(Stored data)
//! CLI library components for the epubTTS project generator.

pub mod commands;
pub mod logging;
//! Structural checks for generated descriptors.
//!
//! This is not a parser: it tracks delimiter nesting line by line, notes
//! which identifiers are declared directly inside `objects`, and checks the
//! `rootObject` pointer.

use std::collections::BTreeMap;

use crate::descriptor::UTF8_MARKER;
use crate::error::StructureError;

/// Nesting depth of object declarations: root dictionary, then `objects`.
const OBJECTS_DEPTH: usize = 2;

/// Facts gathered from a well-formed descriptor.
#[derive(Debug, Clone, PartialEq, Eq)]
pub struct StructureSummary {
    pub root_object: String,
    /// Number of object declarations, counting repeated identifiers.
    pub object_count: usize,
    /// Identifiers declared more than once inside `objects`, sorted.
    pub duplicate_ids: Vec<String>,
}

/// Check delimiter balance, the header line and the `rootObject` pointer.
///
/// Leading indentation is ignored, as are comments after the `rootObject`
/// identifier.
pub fn check_structure(text: &str) -> Result<StructureSummary, StructureError> {
    if text.lines().next() != Some(UTF8_MARKER) {
        return Err(StructureError::MissingHeader);
    }

    let mut scanner = Scanner::default();
    let mut declarations: BTreeMap<String, Vec<String>> = BTreeMap::new();
    let mut object_count = 0;
    let mut current: Option<String> = None;
    let mut in_objects = false;
    let mut root_objects = Vec::new();

    for (index, raw_line) in text.lines().enumerate() {
        let line_no = index + 1;
        let depth = scanner.depth();
        let line = raw_line.trim_start();

        if scanner.in_code() {
            if depth == 1 {
                in_objects = line.starts_with("objects = {");
                if let Some(rest) = line.strip_prefix("rootObject = ") {
                    root_objects.push(root_object_id(rest).to_string());
                }
            } else if depth == OBJECTS_DEPTH
                && in_objects
                && let Some(id) = declared_id(line)
            {
                object_count += 1;
                let isas = declarations.entry(id.to_string()).or_default();
                if let Some(isa) = line
                    .find("{isa = ")
                    .and_then(|pos| isa_value(&line[pos + 1..]))
                {
                    isas.push(isa.to_string());
                }
                current = Some(id.to_string());
            } else if depth == OBJECTS_DEPTH + 1
                && let (Some(id), Some(isa)) = (&current, isa_value(line))
                && let Some(isas) = declarations.get_mut(id)
            {
                isas.push(isa.to_string());
            }
        }

        scanner.feed_line(line, line_no)?;
    }
    scanner.finish()?;

    let root_object = match root_objects.len() {
        0 => return Err(StructureError::MissingRootObject),
        1 => root_objects.remove(0),
        count => return Err(StructureError::MultipleRootObjects { count }),
    };
    let is_project = declarations
        .get(&root_object)
        .is_some_and(|isas| isas.iter().any(|isa| isa == "PBXProject"));
    if !is_project {
        return Err(StructureError::RootObjectNotProject { id: root_object });
    }

    let duplicate_ids = declarations
        .into_iter()
        .filter(|(_, isas)| isas.len() > 1)
        .map(|(id, _)| id)
        .collect();

    Ok(StructureSummary {
        root_object,
        object_count,
        duplicate_ids,
    })
}

/// Identifier of a `rootObject = <id>;` value, without trailing comments.
fn root_object_id(value: &str) -> &str {
    let value = value.split(';').next().unwrap_or_default();
    let value = value.split("/*").next().unwrap_or_default();
    value.trim()
}

/// Leading identifier of a `<id> ... = {` line.
fn declared_id(line: &str) -> Option<&str> {
    let end = line
        .find(|c: char| !c.is_ascii_alphanumeric())
        .unwrap_or(line.len());
    let id = &line[..end];
    (!id.is_empty() && line[end..].contains(" = {")).then_some(id)
}

/// Value of an `isa = <value>;` fragment at the start of `text`.
fn isa_value(text: &str) -> Option<&str> {
    let rest = text.strip_prefix("isa = ")?;
    let end = rest.find(';')?;
    Some(rest[..end].trim())
}

fn closing_for(open: char) -> char {
    if open == '{' { '}' } else { ')' }
}

/// Delimiter tracker that skips quoted strings and comments.
#[derive(Debug, Default)]
struct Scanner {
    stack: Vec<char>,
    string_start: Option<usize>,
    comment_start: Option<usize>,
}

impl Scanner {
    fn depth(&self) -> usize {
        self.stack.len()
    }

    fn in_code(&self) -> bool {
        self.string_start.is_none() && self.comment_start.is_none()
    }

    fn feed_line(&mut self, line: &str, line_no: usize) -> Result<(), StructureError> {
        let mut chars = line.chars().peekable();
        while let Some(ch) = chars.next() {
            if self.comment_start.is_some() {
                if ch == '*' && chars.peek() == Some(&'/') {
                    chars.next();
                    self.comment_start = None;
                }
                continue;
            }
            if self.string_start.is_some() {
                match ch {
                    '\\' => {
                        chars.next();
                    }
                    '"' => self.string_start = None,
                    _ => {}
                }
                continue;
            }
            match ch {
                '"' => self.string_start = Some(line_no),
                '/' if chars.peek() == Some(&'*') => {
                    chars.next();
                    self.comment_start = Some(line_no);
                }
                '/' if chars.peek() == Some(&'/') => break,
                '{' | '(' => self.stack.push(ch),
                '}' | ')' => {
                    let expected = if ch == '}' { '{' } else { '(' };
                    match self.stack.pop() {
                        None => {
                            return Err(StructureError::UnexpectedClose {
                                line: line_no,
                                found: ch,
                            });
                        }
                        Some(open) if open != expected => {
                            return Err(StructureError::MismatchedClose {
                                line: line_no,
                                expected: closing_for(open),
                                found: ch,
                            });
                        }
                        Some(_) => {}
                    }
                }
                _ => {}
            }
        }
        Ok(())
    }

    fn finish(&self) -> Result<(), StructureError> {
        if let Some(line) = self.string_start {
            return Err(StructureError::UnterminatedString { line });
        }
        if let Some(line) = self.comment_start {
            return Err(StructureError::UnterminatedComment { line });
        }
        if !self.stack.is_empty() {
            return Err(StructureError::Unclosed {
                count: self.stack.len(),
            });
        }
        Ok(())
    }
}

WHAT YOU SHOULD DO →
For each line in the records that contains the word "lines", make a copy.

SOLUTION BELOW →
    if text.lines().next() != Some(UTF8_MARKER) {
    for (index, raw_line) in text.lines().enumerate() {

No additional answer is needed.